In the case that the client offers a certificate upon establishing a
TLS connection for authentication purpose, the authenticity will be
checked on the server usually by using the CA certificate which was
used to issue the client certificate. The CA cert must be put to
somewhere the NFS server can read.
The CA cert is secret. So if the NFS server can check the client
certificate by the CA certificate, it means the NFS server can
trust the client. I think no additional information is required.
NFS (or any other server) should check list of revoked certificates too.
Otherwise you will not be able to deny access to user which you no
longer want to have an access.
Authorization such as which mount point can be mounted by using the
client cert can be implemented by using the CN field or other X.509
attributes, of course.
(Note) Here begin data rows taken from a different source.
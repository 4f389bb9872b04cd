//! # Locator Generation
//!
//! Derives the structural descriptors used to re-find a node after a
//! fresh render: a positional path, a shorthand query, the node's own
//! direct text, its tag, and a curated attribute subset. Generation
//! never fails and never mutates the node; any field that cannot be
//! computed is simply omitted, and a partial locator is valid input to
//! a degraded matching pass.

use crate::keys::{is_internal_attribute, is_internal_class};
use pagewright_content::Locator;
use pagewright_dom::{path_from_root, resolve_query, NodeId, PageTree};
use std::collections::BTreeMap;

/// Attributes worth snapshotting for re-identification. `class` is
/// captured for overlap scoring; the rest are exact disambiguators.
/// Engine-internal `data-pw-*` attributes are never captured.
const SALIENT_ATTRS: &[&str] = &["id", "class", "role", "name", "type", "href", "alt"];

/// Maximum classes carried into the shorthand query.
const QUERY_CLASS_LIMIT: usize = 2;

pub fn generate_locator(tree: &PageTree, node: NodeId) -> Locator {
    let tag = tree.tag(node).map(|t| t.to_string());

    let direct_text = match tree.direct_text(node) {
        t if t.is_empty() => None,
        t => Some(t),
    };

    let attributes = salient_attributes(tree, node);

    Locator {
        path: path_from_root(tree, node),
        query: build_query(tree, node),
        direct_text,
        tag,
        attributes,
    }
}

/// Shorthand query: the node's own id when present, else tag plus up to
/// two non-internal classes, with an `:nth(i)` disambiguator appended
/// when the selector alone still matches several nodes.
fn build_query(tree: &PageTree, node: NodeId) -> Option<String> {
    if let Some(id) = tree.attribute(node, "id") {
        if !id.is_empty() {
            return Some(format!("#{}", id));
        }
    }

    let tag = tree.tag(node)?;
    let mut query = tag.to_string();
    for class in tree
        .classes(node)
        .iter()
        .filter(|c| !is_internal_class(c))
        .take(QUERY_CLASS_LIMIT)
    {
        query.push('.');
        query.push_str(class);
    }

    let matches = resolve_query(tree, &query);
    if matches.len() > 1 {
        let position = matches.iter().position(|m| *m == node)?;
        query.push_str(&format!(":nth({})", position));
    }
    Some(query)
}

fn salient_attributes(tree: &PageTree, node: NodeId) -> Option<BTreeMap<String, String>> {
    let attributes = tree.attributes(node)?;
    let mut captured = BTreeMap::new();

    for name in SALIENT_ATTRS {
        if is_internal_attribute(name) {
            continue;
        }
        if let Some(value) = attributes.get(*name) {
            if value.is_empty() {
                continue;
            }
            let value = if *name == "class" {
                // Engine-decorative classes would poison overlap scoring
                // on the next load.
                let kept: Vec<&str> = value
                    .split_whitespace()
                    .filter(|c| !is_internal_class(c))
                    .collect();
                if kept.is_empty() {
                    continue;
                }
                kept.join(" ")
            } else {
                value.clone()
            };
            captured.insert(name.to_string(), value);
        }
    }

    if captured.is_empty() {
        None
    } else {
        Some(captured)
    }
}
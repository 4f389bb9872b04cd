//! # Persistence Gateway
//!
//! The single I/O boundary of the engine. Dual-write on save: the
//! local cache first (authoritative), then a best-effort remote push.
//! A remote failure degrades to "saved locally, not yet synchronized"
//! instead of failing the operation. Load prefers the remote and falls
//! back to the cache, and never fails the caller over malformed
//! storage.

use crate::map::{ContentMap, Diagnostic};
use crate::store::{LocalCache, RemoteStore};

/// Result of a save. `success` is false only when every storage leg
/// failed; `synchronized` reports whether the remote took the write.
#[derive(Debug)]
pub struct SaveOutcome {
    pub success: bool,
    pub synchronized: bool,
    pub diagnostics: Vec<Diagnostic>,
}

/// Result of a load. Always carries a map (possibly empty) plus
/// diagnostics for anything dropped or degraded along the way.
#[derive(Debug)]
pub struct LoadOutcome {
    pub success: bool,
    pub map: ContentMap,
    pub diagnostics: Vec<Diagnostic>,
}

pub struct PersistenceGateway {
    cache: LocalCache,
    remote: Option<Box<dyn RemoteStore>>,
}

impl PersistenceGateway {
    pub fn new(cache: LocalCache) -> Self {
        Self {
            cache,
            remote: None,
        }
    }

    pub fn with_remote(cache: LocalCache, remote: Box<dyn RemoteStore>) -> Self {
        Self {
            cache,
            remote: Some(remote),
        }
    }

    /// Persist a snapshot of the map. Records failing validation are
    /// dropped individually and reported, never fatal. Idempotent:
    /// saving the same map twice writes equivalent state.
    pub fn save(&mut self, identity: &str, map: &ContentMap) -> SaveOutcome {
        let mut diagnostics = Vec::new();

        let mut sanitized = map.clone();
        let mut dropped: Vec<(String, String)> = Vec::new();
        sanitized.retain(|key, record| match record.validate() {
            Ok(()) => true,
            Err(e) => {
                dropped.push((key.clone(), e.to_string()));
                false
            }
        });
        for (key, reason) in dropped {
            diagnostics.push(Diagnostic::for_key(key, format!("record dropped: {}", reason)));
        }

        let payload = sanitized.to_string_pretty();

        let local_ok = match self.cache.write(identity, &payload) {
            Ok(()) => true,
            Err(e) => {
                diagnostics.push(Diagnostic::general(format!("local cache write failed: {}", e)));
                false
            }
        };

        let synchronized = match &mut self.remote {
            Some(remote) => match remote.push(identity, &payload) {
                Ok(()) => true,
                Err(e) => {
                    tracing::warn!(identity, "remote save failed, local copy kept: {}", e);
                    diagnostics.push(Diagnostic::general(format!(
                        "saved locally, not yet synchronized: {}",
                        e
                    )));
                    false
                }
            },
            None => false,
        };

        SaveOutcome {
            success: local_ok || synchronized,
            synchronized,
            diagnostics,
        }
    }

    /// Read the map back: remote first when configured, local cache as
    /// fallback, empty map on a total miss.
    pub fn load(&mut self, identity: &str) -> LoadOutcome {
        let mut diagnostics = Vec::new();

        if let Some(remote) = &mut self.remote {
            match remote.pull(identity) {
                Ok(Some(payload)) => {
                    let (map, mut entry_diagnostics) = ContentMap::parse(&payload);
                    diagnostics.append(&mut entry_diagnostics);
                    // An unparsable remote document falls through to the
                    // cache; per-entry drops do not.
                    if !map.is_empty() || payload_is_object(&payload) {
                        return LoadOutcome {
                            success: true,
                            map,
                            diagnostics,
                        };
                    }
                }
                Ok(None) => {}
                Err(e) => {
                    tracing::warn!(identity, "remote load failed, trying local cache: {}", e);
                    diagnostics.push(Diagnostic::general(format!("remote load failed: {}", e)));
                }
            }
        }

        match self.cache.read(identity) {
            Ok(Some(payload)) => {
                let (map, mut entry_diagnostics) = ContentMap::parse(&payload);
                diagnostics.append(&mut entry_diagnostics);
                LoadOutcome {
                    success: true,
                    map,
                    diagnostics,
                }
            }
            Ok(None) => LoadOutcome {
                success: true,
                map: ContentMap::new(),
                diagnostics,
            },
            Err(e) => {
                diagnostics.push(Diagnostic::general(format!("local cache read failed: {}", e)));
                LoadOutcome {
                    // Total failure of both legs.
                    success: false,
                    map: ContentMap::new(),
                    diagnostics,
                }
            }
        }
    }
}

fn payload_is_object(payload: &str) -> bool {
    matches!(
        serde_json::from_str::<serde_json::Value>(payload),
        Ok(serde_json::Value::Object(_))
    )
}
It can be just a clear text.
I think this is one of the most reliable and straightforward ways
because in most cases both NFS servers and the clients are under the
sysadmin's control.
rm> Now, I'm not sure, but I don't think this certificate can be created via
rm> a trust authority such that it would "verify". However, the server can
rm> look for the "secret" in the certificate and allow the mount based on that.
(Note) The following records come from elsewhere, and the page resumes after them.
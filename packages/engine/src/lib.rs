//! # Pagewright Engine
//!
//! Content addressing and reconciliation for live-edited pages.
//!
//! The host page is regenerated from scratch on every visit, so no
//! server-assigned node identifiers survive a reload. This engine gives
//! otherwise-anonymous nodes durable content keys, records edits
//! against those keys, and re-attaches each record to the right node in
//! the freshly rendered tree, falling down a ladder of weaker matching
//! strategies when the key itself is gone.
//!
//! ## Architecture
//!
//! ```text
//! ┌─────────────────────────────────────────────┐
//! │ keys + locator: durable key & re-find hints │
//! └─────────────────────────────────────────────┘
//!                     ↓ edits
//! ┌─────────────────────────────────────────────┐
//! │ content map → persistence gateway (I/O)     │
//! └─────────────────────────────────────────────┘
//!                     ↓ next load
//! ┌─────────────────────────────────────────────┐
//! │ reconcile: key → path → query → heuristics  │
//! │ apply: kind-specific tree mutation          │
//! │ session: state machine, debounce, orphans   │
//! └─────────────────────────────────────────────┘
//! ```
//!
//! ## Core Principles
//!
//! 1. **Keys are durable, locators are hints**: a key never changes for
//!    a node instance; a locator may fail and that is normal
//! 2. **Per-key failure isolation**: one unattachable or corrupt record
//!    never aborts the rest of the map
//! 3. **First plausible match wins**: a wrong-but-plausible attachment
//!    is a visually inspectable error, not data loss, so no scoring
//!    refinement beyond the ladder's tiers
//! 4. **Engine changes are self-suppressing**: the engine marks its own
//!    mutations and ignores them when observing the tree

pub mod apply;
pub mod errors;
pub mod keys;
pub mod locator;
pub mod reconcile;
pub mod session;

pub use apply::apply_record;
pub use errors::EngineError;
pub use keys::{detect_zone, ensure_key, CONTENT_KEY_ATTR};
pub use locator::generate_locator;
pub use reconcile::{Attachment, MatchPolicy, ReconcileOutcome, Reconciler};
pub use session::{EditSession, ReloadReport, SessionState};

// Re-export the types hosts wire the engine up with.
pub use pagewright_content::{
    ContentMap, EditPayload, EditRecord, LoadOutcome, Locator, PersistenceGateway, SaveOutcome,
};
pub use pagewright_dom::{NodeId, PageTree};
In the way described above, to use TLS client authentication, the NFS
server admin has to have a certificate which allows to sign another
certificate. This means that the admin must be a CA or trusted
authority.
In practice, one can generate a self-signed certificate by using
openssl(1) and use it as its CA certificate. He can issue
certificates signed by it for the NFS clients, and put his CA
certificate to somewhere the NFS server can read.
Take a look on easy-rsa
https://www.freshports.org/security/easy-rsa/
It is used for example by OpenVPN to create private CA and sign
certificates of clients. It is good starting point to understand what
and how can work.
rm> Also, even if the NFS client/server have fixed IP addresses with well known
rm> DNS names, it isn't obvious to me how signed certificates can be acquired
rm> for them?
rm> (Lets Encrypt expects the Acme protocol to work and that seems to be
rm> web site/http specific?)
TLS certificates do not always have (or do not need to have) a domain
name as an attribute. Data in attributes are restricted depending on
the purpose, so certificates issued by Let's Encrypt can have only
domain names (CN or Subject Alternative Name), for example. An
example which is not supported by Let's Encrypt is a certificate for
S/MIME email encryption which has an email address.